The solution to the problem is this

IntList IntListCons(int newb, struct IntListStruct *oldList)
{
IntList pnewL= malloc(sizeof(struct IntListStruct));
pnewL->element=newb;
pnewL->pt=oldList;

return pnewL;
}

can you explain more about dynamic memoey and stack memory?. Explain me how this code really works.

 

[Mark44]

I

The solution to the problem is this

IntList IntListCons(int newb, struct IntListStruct *oldList)
{
IntList pnewL= malloc(sizeof(struct IntListStruct));
pnewL->element=newb;
pnewL->pt=oldList;

return pnewL;
}

can you explain more about dynamic memoey and stack memory?. Explain me how this code really works.

PLEASE USE CODE TAGS!

 

[cpscdave]

Without getting too technical about how the stack operates.
When you create a variable inside of a function. The compiler assumes that the memory it allocates for it is only need so long as you haven't exited from the function. When it does exit from the function the compiler returns the memory to the computer and forgets about it.
What generally does happen is that memory is used for something else and you've lost whatever you placed there.
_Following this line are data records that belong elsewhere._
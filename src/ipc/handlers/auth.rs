use rusqlite::{Connection, OptionalExtension};
use serde_json::json;

use crate::auth::IdentityVerifier;
use crate::ipc::error::ok;
use crate::ipc::helpers::{get_required_str, HandlerErr};
use crate::ipc::types::{AppState, Request};

/// Sign-in exchange: verify the caller's opaque idToken, map the subject to
/// the local user, and return role + profile + the role's landing path.
fn login(state: &AppState, params: &serde_json::Value) -> Result<serde_json::Value, HandlerErr> {
    let conn = state.db.as_ref().ok_or_else(HandlerErr::no_workspace)?;
    let identity = state
        .identity
        .as_ref()
        .ok_or_else(HandlerErr::no_workspace)?;

    let id_token = get_required_str(params, "idToken")?;
    let claims = identity.verify(&id_token).map_err(HandlerErr::identity)?;

    let row = conn
        .query_row(
            "SELECT email, name, role, university_id FROM users WHERE identity_uid = ?",
            [&claims.uid],
            |r| {
                Ok((
                    r.get::<_, String>(0)?,
                    r.get::<_, String>(1)?,
                    r.get::<_, String>(2)?,
                    r.get::<_, String>(3)?,
                ))
            },
        )
        .optional()
        .map_err(HandlerErr::db_query)?;
    let Some((email, name, role, university_id)) = row else {
        return Err(HandlerErr::unauthorized("no user for token subject"));
    };

    let redirect_url = match role.as_str() {
        "admin" => "/admin",
        "faculty" => "/faculty",
        _ => "/student",
    };
    let profile = profile_for_role(conn, &role, &email)?;

    Ok(json!({
        "role": role,
        "redirectUrl": redirect_url,
        "email": email,
        "name": name,
        "universityId": university_id,
        "profile": profile
    }))
}

fn profile_for_role(
    conn: &Connection,
    role: &str,
    email: &str,
) -> Result<serde_json::Value, HandlerErr> {
    match role {
        "student" => conn
            .query_row(
                "SELECT course, branch, semester, year, roll_no FROM students WHERE email = ?",
                [email],
                |r| {
                    Ok(json!({
                        "course": r.get::<_, String>(0)?,
                        "branch": r.get::<_, String>(1)?,
                        "semester": r.get::<_, i64>(2)?,
                        "year": r.get::<_, i64>(3)?,
                        "rollNo": r.get::<_, String>(4)?
                    }))
                },
            )
            .optional()
            .map(|v| v.unwrap_or(serde_json::Value::Null))
            .map_err(HandlerErr::db_query),
        "faculty" => conn
            .query_row(
                "SELECT department FROM faculty WHERE email = ?",
                [email],
                |r| Ok(json!({ "department": r.get::<_, String>(0)? })),
            )
            .optional()
            .map(|v| v.unwrap_or(serde_json::Value::Null))
            .map_err(HandlerErr::db_query),
        _ => Ok(serde_json::Value::Null),
    }
}

/// Local stand-in for the identity provider's password sign-in: returns a
/// fresh opaque bearer token for subsequent requests.
fn issue_token(
    state: &mut AppState,
    params: &serde_json::Value,
) -> Result<serde_json::Value, HandlerErr> {
    let identity = state
        .identity
        .as_mut()
        .ok_or_else(HandlerErr::no_workspace)?;
    let email = get_required_str(params, "email")?;
    let password = get_required_str(params, "password")?;
    let token = identity
        .authenticate(&email, &password)
        .map_err(HandlerErr::identity)?;
    Ok(json!({ "token": token }))
}

pub fn try_handle(state: &mut AppState, req: &Request) -> Option<serde_json::Value> {
    match req.method.as_str() {
        "auth.login" => Some(match login(state, &req.params) {
            Ok(result) => ok(&req.id, result),
            Err(e) => e.response(&req.id),
        }),
        "auth.issueToken" => Some(match issue_token(state, &req.params) {
            Ok(result) => ok(&req.id, result),
            Err(e) => e.response(&req.id),
        }),
        _ => None,
    }
}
When you use malloc the compiler takes memory from somewhere else, and reserves it till the memory is freed using the free command.
PROTIP everytime you add a malloc to a program you should immediately add a corresponding free and code to ensure all malloc'd memory is free'd. Good programming habit to get into early.

 

[TheMathNoob]

Without getting too technical about how the stack operates.
When you create a variable inside of a function. The compiler assumes that the memory it allocates for it is only need so long as you haven't exited from the function. When it does exit from the function the compiler returns the memory to the computer and forgets about it.
What generally does happen is that memory is used for something else and you've lost whatever you placed there.

When you use malloc the compiler takes memory from somewhere else, and reserves it till the memory is freed using the free command.
PROTIP everytime you add a malloc to a program you should immediately add a corresponding free and code to ensure all malloc'd memory is free'd. Good programming habit to get into early.

So the code to release memory would look something like this

IntList releaser=Tester;
while(Tester!=NULL)
{
Tester=rest(Tester);
free(releaser);
releaser=Tester;
}

 

[cpscdave]

PLEASE USE CODE TAGS!

 

[Mark44]

I'm sure several of us have comments about you last code. Speaking for myself, if you can't be convinced to make your code "pretty" with code tags, I don't feel like spending the time helping out.

PLEASE USE CODE TAGS!

 

[rcgldr]

This would be a bit less code:

IntList releaser;
    while(Tester!=NULL)
    {
        releaser=Tester;
        Tester=rest(Tester);
        free(releaser);
    }

If you're going to use typedefs for pointer types, you might want to consider prefixing them with a P if it's not obvious, like PNode for pointer to node, or just use Node * for pointer assuming that Node is a typedef for a struct.